Para ele, a hipótese mais provável é de que a invasão tenha ocorrido nos telefones de procuradores.
— Se as mensagens fossem capturadas no meio do caminho, seria necessário ter uma chave para cada conversa. Como os diálogos ocorreram em diferentes aparelhos, até em grupos, seria necessário ter dezenas de chaves. É praticamente impossível quebrar essas senhas com o métodos computacionais de hoje. Isso reforça que a invasão deve ter ocorrido a partir de telefones. Tendo acesso a um aparelho, a pessoa pode fazer uso das ferramentas, abrir o Telegram e ver tudo, inclusive copiar e exportar — explica.
Nobre acrescenta que a invasão de dispositivos celulares pode ocorrer de diversas formas, como a partir da instalação de softwares "maliciosos", os chamados malwares. Isso pode inclusive ter ajudado hackers a descobrir a senha de desbloqueio de tela. Ainda são citados softwares instalados sem o conhecimento dos usuários que gravam tudo o que é digitado nos aplicativos.
A meu ver, o que pode ter ocorrido é que eles usavam o Telegram nas suas máquinas e, em algum momento, deixaram aberto em computador de uso compartilhado.
FÁBIO MALINI
Professor do Laboratório de Estudos sobre Imagem e Cibercultura, da Universidade Federal do Espírito Santo
Professor do Laboratório de Estudos sobre Imagem e Cibercultura (Labic), da Universidade Federal do Espírito Santo, Fábio Malini também não acredita em invasão do Telegram por hackers. Para ele, a causa pode ter sido algo simples: descuido dos usuários. Os fatos indicam que os procuradores e o então juiz não ativaram o modo de destruição de mensagens. Para que isso funcionasse nos grupos, por exemplo, seria necessário que todos configurassem os aparelhos com esse objetivo.
Malini indica que o Telegram permite usar o aplicativo de forma simultânea em várias plataformas, como celular, tablet, laptop e desktop. No WhatsApp, ao contrário, não é possível operar desta forma.
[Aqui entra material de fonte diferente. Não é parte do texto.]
//! Containment forest over closed loops.
//!
//! Classifies loops as solid boundaries or holes by depth parity under
//! the even-odd ray-crossing rule. The forest is an arena of nodes with
//! index references over the flat loop collection, never a pointer
//! graph.

use glam::DVec2;
use thiserror::Error;

use crate::chain::Chain;

/// Error type for nesting resolution
#[derive(Debug, Clone, Error, PartialEq)]
pub enum NestingError {
    /// Every candidate sample point of the inner loop sits on an
    /// endpoint Y level of the outer loop, so the even-odd test is
    /// undefined for the pair. Reported instead of guessing.
    #[error("cannot classify loop {inner} against loop {outer}: no sample point clears the endpoint levels")]
    ContainmentAmbiguity {
        /// Index of the loop being classified
        inner: usize,
        /// Index of the loop tested against
        outer: usize,
    },
}

/// One loop in the containment forest
#[derive(Debug, Clone)]
pub struct NestingNode {
    /// Index of the loop this node describes
    pub loop_index: usize,
    /// Number of loops containing this one
    pub depth: usize,
    /// Direct container, if any
    pub parent: Option<usize>,
    /// Directly contained loops
    pub children: Vec<usize>,
    /// Even depth: a solid outer boundary. Odd depth: a hole.
    pub solid: bool,
}

/// An outer loop paired with its directly nested holes.
///
/// Produced once by the resolver and consumed by the face builder;
/// immutable thereafter.
#[derive(Debug)]
pub struct FaceDescriptor {
    /// The solid outer boundary
    pub outer: Chain,
    /// Holes one nesting level beneath the outer loop
    pub holes: Vec<Chain>,
}

/// Result of nesting resolution
#[derive(Debug)]
pub struct NestingOutcome {
    /// One descriptor per even-depth loop, ordered by depth then
    /// discovery index
    pub faces: Vec<FaceDescriptor>,
    /// The containment forest, for diagnostics
    pub nodes: Vec<NestingNode>,
    /// Pairs whose containment could not be decided
    pub errors: Vec<NestingError>,
}

/// Builds the containment forest and classifies solids and holes.
pub struct NestingResolver {
    tolerance: f64,
}

impl Default for NestingResolver {
    fn default() -> Self {
        Self::new()
    }
}

impl NestingResolver {
    /// Create a resolver with the default tolerance
    pub fn new() -> Self {
        Self {
            tolerance: crate::chain::assembler::DEFAULT_TOLERANCE,
        }
    }

    /// Set the coincidence tolerance used for sample-point selection
    pub fn with_tolerance(mut self, tolerance: f64) -> Self {
        self.tolerance = tolerance;
        self
    }

    /// Resolve a flat collection of closed loops into face descriptors.
    ///
    /// Loops involved in a containment ambiguity are excluded from face
    /// production and reported; the remaining loops still classify.
    pub fn resolve(&self, loops: Vec<Chain>) -> NestingOutcome {
        let n = loops.len();
        let mut errors = Vec::new();
        let mut ambiguous = vec![false; n];
        // containers[i] holds every loop containing loop i
        let mut containers: Vec<Vec<usize>> = vec![Vec::new(); n];

        for inner in 0..n {
            for outer in 0..n {
                if inner == outer {
                    continue;
                }
                match self.sample_point(&loops[inner], &loops[outer]) {
                    Some(sample) => {
                        if loops[outer].contains_point(sample) {
                            containers[inner].push(outer);
                        }
                    }
                    None => {
                        tracing::warn!(inner, outer, "containment ambiguity; excluding loop");
                        errors.push(NestingError::ContainmentAmbiguity { inner, outer });
                        ambiguous[inner] = true;
                    }
                }
            }
        }

        let depth: Vec<usize> = containers.iter().map(Vec::len).collect();

        let mut nodes: Vec<NestingNode> = (0..n)
            .map(|i| NestingNode {
                loop_index: i,
                depth: depth[i],
                parent: containers[i].iter().copied().find(|&c| depth[c] + 1 == depth[i]),
                children: Vec::new(),
                solid: depth[i] % 2 == 0,
            })
            .collect();
        for i in 0..n {
            if let Some(parent) = nodes[i].parent {
                nodes[parent].children.push(i);
            }
        }

        // Even-depth loops become faces carrying their direct odd-depth
        // children as holes; a depth-2 loop starts a new face inside a
        // hole. Each loop is consumed exactly once.
        let mut order: Vec<usize> = (0..n)
            .filter(|&i| !ambiguous[i] && depth[i] % 2 == 0)
            .collect();
        order.sort_by_key(|&i| (depth[i], i));

        let mut slots: Vec<Option<Chain>> = loops.into_iter().map(Some).collect();
        let mut faces = Vec::new();
        for i in order {
            let hole_indices: Vec<usize> = nodes[i]
                .children
                .iter()
                .copied()
                .filter(|&h| !ambiguous[h])
                .collect();
            let outer = slots[i].take().expect("each loop is used once");
            let holes = hole_indices
                .into_iter()
                .map(|h| slots[h].take().expect("each hole is used once"))
                .collect();
            faces.push(FaceDescriptor { outer, holes });
        }

        NestingOutcome {
            faces,
            nodes,
            errors,
        }
    }

    /// Pick a deterministic sample point of `inner` whose Y clears every
    /// endpoint Y level of `outer` by more than the tolerance.
    ///
    /// Candidates are the fragment endpoints of `inner` in order, then
    /// the fragment midpoints. None clearing the levels is a
    /// containment ambiguity.
    fn sample_point(&self, inner: &Chain, outer: &Chain) -> Option<DVec2> {
        let levels: Vec<f64> = outer
            .fragments()
            .flat_map(|f| [f.point_a().y, f.point_b().y])
            .collect();
        let clears = |p: &DVec2| levels.iter().all(|&y| (p.y - y).abs() > self.tolerance);

        inner
            .fragments()
            .flat_map(|f| [f.point_a(), f.point_b()])
            .find(|p| clears(p))
            .or_else(|| inner.fragments().map(|f| f.midpoint()).find(|p| clears(p)))
    }
}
— O Telegram permite excelente produtividade. Você pode estar em diferentes dispositivos ao mesmo tempo. A meu ver, o que pode ter ocorrido é que eles usavam o Telegram nas suas máquinas e, em algum momento, deixaram aberto em computador de uso compartilhado. Alguém esqueceu, outra pessoa entrou no navegador para usar o seu Telegram e deu de cara com a conta de um desses envolvidos. Aí é só baixar o conteúdo. Não acredito em hackeamento de conversas privadas. É mais plausível o equívoco do usuário que usava em diversas máquinas e se perdeu sobre onde estava ativo o Telegram _ avalia Malini.
O professor ainda destaca que não é tradição dos hackers invadirem dispositivos e, depois, repassarem informações a terceiros para publicação. A característica, aponta, é de divulgações que possam promover os seus nomes e status nos meios de piratas digitais.
— A literatura do movimento hacker mostra que a ação deles é sempre direta, não de vazar para alguém. O hacker quer se exibir, mostrar a sua tag — diz Malini.